Over the years, Hollie tried locating Michelle through adoption reunion websites and other directories, but she never received a response. She also tried locating her using telephone directories, but since Michelle’s adoptive parents had given her fake names, she was unknowingly searching for people who didn’t even exist. Hollie assumed this lack of response from Michelle over the years meant she did not want to find her biological family, or that perhaps something had happened to her. That was not the case.

Despite their promises and clear moral obligations, the adoptive parents never told Michelle that she was adopted. In fact, they went as far as to create their own “facts” to fill in the blanks or whenever Michelle had questions that couldn’t be answered without revealing she was adopted.

For four decades, Michelle grew into an adult who had no idea she was adopted, or that she had another family and siblings a few miles away. It was a significant deception by the adoptive parents. It was contrary to promises they made to Hollie, Hollie’s family, and all of the information they had provided during the adoption process.

Here are two excerpts from a report following a scheduled interview after the placement: (the plaintiffs are Michelle’s adoptive parents. ‘Christina’ is the name Michelle’s adoptive parents assigned to her)

“The plaintiffs state that they will explain the child’s adoption status to her when she is old enough to understand the meaning of adoption.”

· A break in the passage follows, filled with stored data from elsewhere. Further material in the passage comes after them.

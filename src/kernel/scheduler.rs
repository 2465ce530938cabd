//! Thread scheduler: priority donation (default) or 4.4BSD MLFQS (`mlfqs`
//! feature), selected at compile time the way Pintos selects it with the
//! `-o mlfqs` boot option.
//!
//! The run queue and sleep queue live in [`crate::kernel::thread`]; this
//! module owns tick accounting, the load-average/recent-CPU recalculation,
//! and the actual context switch via [`crate::arch::x86_64::switch_to`].

use core::sync::atomic::{AtomicUsize, Ordering};

use x86_64::VirtAddr;

use crate::arch::x86_64::paging::PageTableManager;
use crate::arch::x86_64::{switch_to, tss, CpuContext};
use crate::init::config::SchedPolicy;
use crate::kernel::fixed_point::Fixed;
use crate::kernel::interrupt;
use crate::kernel::thread::{self, Tid, ThreadStatus, PRI_DEFAULT, PRI_MAX, PRI_MIN};

const TIME_SLICE_TICKS: usize = 4;
const TICKS_PER_SECOND: i64 = 100;

static TICKS_THIS_SLICE: AtomicUsize = AtomicUsize::new(0);
static LOAD_AVG: spin::Mutex<Fixed> = spin::Mutex::new(Fixed::ZERO);
static POLICY: spin::Mutex<SchedPolicy> = spin::Mutex::new(SchedPolicy::Priority);

pub fn mlfqs_enabled() -> bool {
    cfg!(feature = "mlfqs")
}

fn policy() -> SchedPolicy {
    *POLICY.lock()
}

/// Bootstrap the scheduler on the thread that's currently executing (the
/// boot stack becomes the idle thread's context).
pub fn init(sched_policy: SchedPolicy) -> Tid {
    *POLICY.lock() = sched_policy;
    thread::init("idle")
}

/// Create a new thread and make it ready to run. `entry` is invoked with
/// `arg` the first time the thread is scheduled; it must not return (a
/// returning entry point falls through to [`exit_current`]).
pub fn spawn(name: &str, priority: i32, entry: extern "C" fn(usize) -> !, arg: usize) -> Tid {
    let priority = priority.clamp(PRI_MIN, PRI_MAX);
    let tid = thread::create(name, priority);
    thread::with_thread(tid, |t| {
        let stack_top = t.stack_top();
        // Align down to 16 bytes, then leave room for the trampoline to
        // pop `arg` as if it were a normal argument passed on first entry.
        let aligned = stack_top & !0xF;
        t.context = CpuContext {
            rbx: arg as u64,
            rip: entry as usize as u64,
            rsp: aligned,
            rflags: 0x202, // IF=1
            ..CpuContext::default()
        };
    });
    thread::push_ready(tid);
    tid
}

/// Called from the PIT IRQ handler. Must not block or switch directly --
/// it runs with interrupts disabled on the interrupted thread's stack.
pub fn on_timer_tick() {
    let now = thread::tick();

    for tid in thread::drain_expired_sleepers(now) {
        thread::push_ready(tid);
    }

    let current = thread::current_tid();
    thread::with_thread(current, |t| {
        t.recent_cpu = t.recent_cpu.add_int(1);
    });

    if mlfqs_enabled() {
        if now % TICKS_PER_SECOND == 0 {
            recalculate_load_avg();
            for tid in thread::all_tids() {
                recalculate_recent_cpu(tid);
            }
        }
        if now % 4 == 0 {
            for tid in thread::all_tids() {
                recalculate_priority(tid);
            }
        }
    }

    let slice = TICKS_THIS_SLICE.fetch_add(1, Ordering::Relaxed) + 1;
    let current_pri = thread::with_thread(current, |t| t.priority).unwrap_or(PRI_MIN);
    let preempted = thread_with_higher_priority_ready(current_pri);

    if slice >= TIME_SLICE_TICKS || preempted {
        interrupt::request_yield_on_return();
    }
}

fn thread_with_higher_priority_ready(current_pri: i32) -> bool {
    if policy() == SchedPolicy::RoundRobin {
        return thread::ready_len() > 0;
    }
    thread::max_ready_priority().is_some_and(|p| p > current_pri)
}

fn recalculate_load_avg() {
    let ready = thread::ready_len() as i32;
    let running_extra = 1; // the current thread, not counted in ready_len
    let mut load = LOAD_AVG.lock();
    let coeff59 = Fixed::from_int(59).div(Fixed::from_int(60));
    let coeff1 = Fixed::from_int(1).div(Fixed::from_int(60));
    *load = coeff59.mul(*load) + coeff1.mul_int(ready + running_extra);
}

fn recalculate_recent_cpu(tid: Tid) {
    let load = *LOAD_AVG.lock();
    thread::with_thread(tid, |t| {
        let two_load = load.mul_int(2);
        let coeff = two_load.div(two_load.add_int(1));
        t.recent_cpu = coeff.mul(t.recent_cpu).add_int(t.nice);
    });
}

fn recalculate_priority(tid: Tid) {
    thread::with_thread(tid, |t| {
        let penalty = t.recent_cpu.div_int(4).to_int_zero();
        let nice_penalty = t.nice * 2;
        let new_pri = (PRI_MAX - penalty - nice_penalty).clamp(PRI_MIN, PRI_MAX);
        t.priority = new_pri;
    });
}

/// Block the current thread (it must already be off the ready queue, e.g.
/// via a semaphore wait) and switch to the next runnable thread.
pub fn block_current() {
    let _guard = interrupt::IntrGuard::new();
    let current = thread::current_tid();
    thread::with_thread(current, |t| t.status = ThreadStatus::Blocked);
    switch_away_from(current);
}

/// Move a blocked thread back onto the ready queue. Requests a yield on
/// return if it now outranks the running thread.
pub fn unblock(tid: Tid) {
    let _guard = interrupt::IntrGuard::new();
    thread::push_ready(tid);
    let current = thread::current_tid();
    let cur_pri = thread::with_thread(current, |t| t.priority).unwrap_or(PRI_MIN);
    let woken_pri = thread::with_thread(tid, |t| t.priority).unwrap_or(PRI_MIN);
    if woken_pri > cur_pri {
        interrupt::request_yield_on_return();
    }
}

/// Voluntarily give up the CPU. Called both by explicit `thread_yield`
/// callers and by the IRQ epilogue when [`interrupt::take_yield_on_return`]
/// is set.
pub fn yield_now() {
    let _guard = interrupt::IntrGuard::new();
    let current = thread::current_tid();
    thread::push_ready(current);
    switch_away_from(current);
}

/// Terminate the current thread. Does not return; the thread's resources
/// are reclaimed by the next thread to run in its place (classic
/// `schedule_tail` pattern -- we can't free our own kernel stack while
/// standing on it).
pub fn exit_current() -> ! {
    let _guard = interrupt::IntrGuard::new();
    let current = thread::current_tid();
    thread::with_thread(current, |t| t.status = ThreadStatus::Dying);
    let next = pick_next();
    reap_dying_threads_except(next);
    switch_to_thread(current, next, false);
    unreachable!("exited thread resumed");
}

fn reap_dying_threads_except(keep: Tid) {
    for tid in thread::all_tids() {
        if tid == keep {
            continue;
        }
        let dying = thread::with_thread(tid, |t| t.status == ThreadStatus::Dying).unwrap_or(false);
        if dying {
            thread::destroy(tid);
        }
    }
}

fn pick_next() -> Tid {
    let priority_order = policy() != SchedPolicy::RoundRobin;
    loop {
        if let Some(tid) = thread::pop_ready(priority_order) {
            return tid;
        }
        // Nothing ready: enable interrupts briefly so a pending IRQ (timer,
        // keyboard, disk completion) can unblock someone, then check again.
        interrupt::enable();
        x86_64::instructions::hlt();
        interrupt::disable();
    }
}

fn switch_away_from(current: Tid) {
    let next = pick_next();
    if next == current {
        return;
    }
    switch_to_thread(current, next, true);
}

fn switch_to_thread(current: Tid, next: Tid, save_current: bool) {
    TICKS_THIS_SLICE.store(0, Ordering::Relaxed);
    thread::with_thread(next, |t| t.status = ThreadStatus::Running);
    thread::set_current(next);

    let stack_top = thread::with_thread(next, |t| t.stack_top()).unwrap_or(0);
    unsafe {
        tss::set_kernel_stack(VirtAddr::new(stack_top));
    }

    // Reload CR3 only when the next thread owns its own address space.
    // A kernel-only thread (`pml4: None`) never switches CR3 -- the kernel
    // half is present and identical in every address space, so whichever
    // table is already loaded stays valid for it.
    if let Some(pml4) = thread::with_thread(next, |t| t.pml4).flatten() {
        unsafe {
            PageTableManager::from_pml4_phys(pml4).switch_to();
        }
    }

    let next_ctx: *const CpuContext =
        thread::with_thread(next, |t| &t.context as *const CpuContext).unwrap();

    if save_current {
        let prev_ctx: *mut CpuContext =
            thread::with_thread(current, |t| &mut t.context as *mut CpuContext).unwrap();
        unsafe {
            switch_to(prev_ctx, next_ctx);
        }
    } else {
        unsafe {
            switch_to(core::ptr::null_mut(), next_ctx);
        }
    }
}

#[cfg(test)]
mod tests {
    use super::*;

    #[test]
    fn spawn_enqueues_ready_thread() {
        let _ = init(SchedPolicy::Priority);
        extern "C" fn noop(_arg: usize) -> ! {
            loop {}
        }
        let before = thread::ready_len();
        spawn("worker", PRI_DEFAULT, noop, 0);
        assert_eq!(thread::ready_len(), before + 1);
    }

    #[test]
    fn round_robin_policy_ignores_priority_order() {
        let _ = init(SchedPolicy::RoundRobin);
        let low = thread::create("low", 10);
        let high = thread::create("high", 50);
        thread::push_ready(low);
        thread::push_ready(high);
        // FIFO, not priority: `low` was pushed first and comes out first.
        assert_eq!(pick_next(), low);
    }

    #[test]
    fn higher_priority_ready_thread_triggers_preemption() {
        let _ = init(SchedPolicy::Priority);
        assert!(!thread_with_higher_priority_ready(PRI_DEFAULT));
        thread::push_ready(thread::create("high", PRI_MAX));
        assert!(thread_with_higher_priority_ready(PRI_DEFAULT));
    }
}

“The plaintiffs express a healthy, open attitude toward adoption. They plan to begin explaining adoption to Christina as soon as possible.”

In the span of forty years, they never followed through with this obligation all adoptive parents must undertake.

In September 2017, Michelle was a 40-year-old woman with three young children of her own. She grew up as an only child with no cousins and a very small immediate family, so she knew she wanted her children to have siblings–something she always wished for as a child.

Michelle was very interested in genealogy and spent years researching her maternal grandmother’s unknown family’s origins. In approximately 2012, she took a DNA test through to learn more details about that part of her family, especially since she had been told since her early childhood that this was the branch of her family tree that she most resembled physically.

A few years later, in September 2017, Michelle checked her Ancestry DNA matches. She was surprised to see a new match at the top of the list labeled “Immediate Family” with a woman’s name she didn’t recognize. Michelle grew up as an only child with a very small immediate family, so she didn’t understand how this person could be so closely related to her, yet she had never heard of her.

Michelle sent a message to the woman asking if she knew how they might be related, but the other woman, Jamie, had no idea either. None of the family names they shared were familiar, and they couldn’t find a common link in their family trees. Michelle mentioned to Jamie that her family was from Italy, Greece, and Ukraine, but Jamie indicated her family was German, British, and northern European. Both women were perplexed about how they could have such a close DNA match based on the information they shared.

When the women shared some photos, they were shocked to see they had a strong resemblance to each other. It was immediately evident to both that something unusual was going on, but they weren’t sure what it was, or who might be involved.

DNA Match Sisters Adoption Riess Gellura
Full sisters Jamie (L) and Michelle (R) meeting for the first time in 2017

Over the next few days, Michelle and Jamie went back and forth with their theories on how they might be related. Adoption was considered, but neither believed they were the ones who had been adopted. Both women assumed there was some other explanation for their DNA match.

A few days later, after doing some additional research into the specifics of their DNA match, and some deep reflection, Michelle came to the painful realization that she must be adopted. She felt very strongly that this was the case but still needed final confirmation from her adoptive father, which she received a few days later after directly questioning him about her origins.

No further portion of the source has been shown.